WHAT IS BEING ASKED:
Set down, please, without alteration, the lines of the entries below from the first through the one containing "let value = value.trim();".

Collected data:
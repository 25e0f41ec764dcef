use crate::types::errors::DateRangeError;
use chrono::{DateTime, NaiveDate, NaiveDateTime};
use serde::{de, Deserialize, Deserializer};
use std::fmt;
use std::fmt::{Display, Formatter};

pub const DATE_FORMAT: &str = "%Y-%m-%d";
const DATE_TIME_FORMAT: &str = "%Y-%m-%d %H:%M:%S";

/// Parses a calendar day, truncating any time component.
///
/// Accepts plain `YYYY-MM-DD`, RFC 3339 timestamps and `YYYY-MM-DD HH:MM:SS`.
/// Timestamps carrying an offset keep the day as written, not the UTC day.
pub fn parse_day(value: &str) -> Result<NaiveDate, DateRangeError> {
    let value = value.trim();

    if let Ok(date) = NaiveDate::parse_from_str(value, DATE_FORMAT) {
        return Ok(date);
    }

    if let Ok(timestamp) = DateTime::parse_from_rfc3339(value) {
        return Ok(timestamp.date_naive());
    }

    NaiveDateTime::parse_from_str(value, DATE_TIME_FORMAT)
        .map(|timestamp| timestamp.date())
        .map_err(|_| DateRangeError::InvalidDate(value.to_string()))
}

/// Serde adapter for CSV date columns, see [`parse_day`].
pub fn deserialize_day<'de, D>(deserializer: D) -> Result<NaiveDate, D::Error>
where
    D: Deserializer<'de>,
{
    let value = String::deserialize(deserializer)?;
    parse_day(&value).map_err(de::Error::custom)
}

/// Inclusive range of calendar days used to filter loaded records.
#[derive(Debug, Clone, Copy, Eq, PartialEq)]
pub struct DateRange {
    start: NaiveDate,
    end: NaiveDate
}

impl DateRange {
    pub fn new(start: NaiveDate, end: NaiveDate) -> Result<Self, DateRangeError> {
        if start > end {
            return Err(DateRangeError::Inverted { start, end });
        }

        Ok(Self { start, end })
    }

    /// Builds a range from two `YYYY-MM-DD` strings.
    pub fn parse(start: &str, end: &str) -> Result<Self, DateRangeError> {
        let start = NaiveDate::parse_from_str(start.trim(), DATE_FORMAT)
            .map_err(|_| DateRangeError::InvalidDate(start.to_string()))?;
        let end = NaiveDate::parse_from_str(end.trim(), DATE_FORMAT)
            .map_err(|_| DateRangeError::InvalidDate(end.to_string()))?;

        Self::new(start, end)
    }

    pub fn contains(&self, date: NaiveDate) -> bool {
        self.start <= date && date <= self.end
    }
}

impl Display for DateRange {
    fn fmt(&self, formatter: &mut Formatter<'_>) -> fmt::Result {
        write!(formatter, "{}..={}", self.start.format(DATE_FORMAT), self.end.format(DATE_FORMAT))
    }
}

RESPONSE BELOW:
repository 25e0f41ec764dcef
use crate::types::errors::DateRangeError;
use chrono::{DateTime, NaiveDate, NaiveDateTime};
use serde::{de, Deserialize, Deserializer};
use std::fmt;
use std::fmt::{Display, Formatter};

pub const DATE_FORMAT: &str = "%Y-%m-%d";
const DATE_TIME_FORMAT: &str = "%Y-%m-%d %H:%M:%S";

/// Parses a calendar day, truncating any time component.
///
/// Accepts plain `YYYY-MM-DD`, RFC 3339 timestamps and `YYYY-MM-DD HH:MM:SS`.
/// Timestamps carrying an offset keep the day as written, not the UTC day.
pub fn parse_day(value: &str) -> Result<NaiveDate, DateRangeError> {
    let value = value.trim();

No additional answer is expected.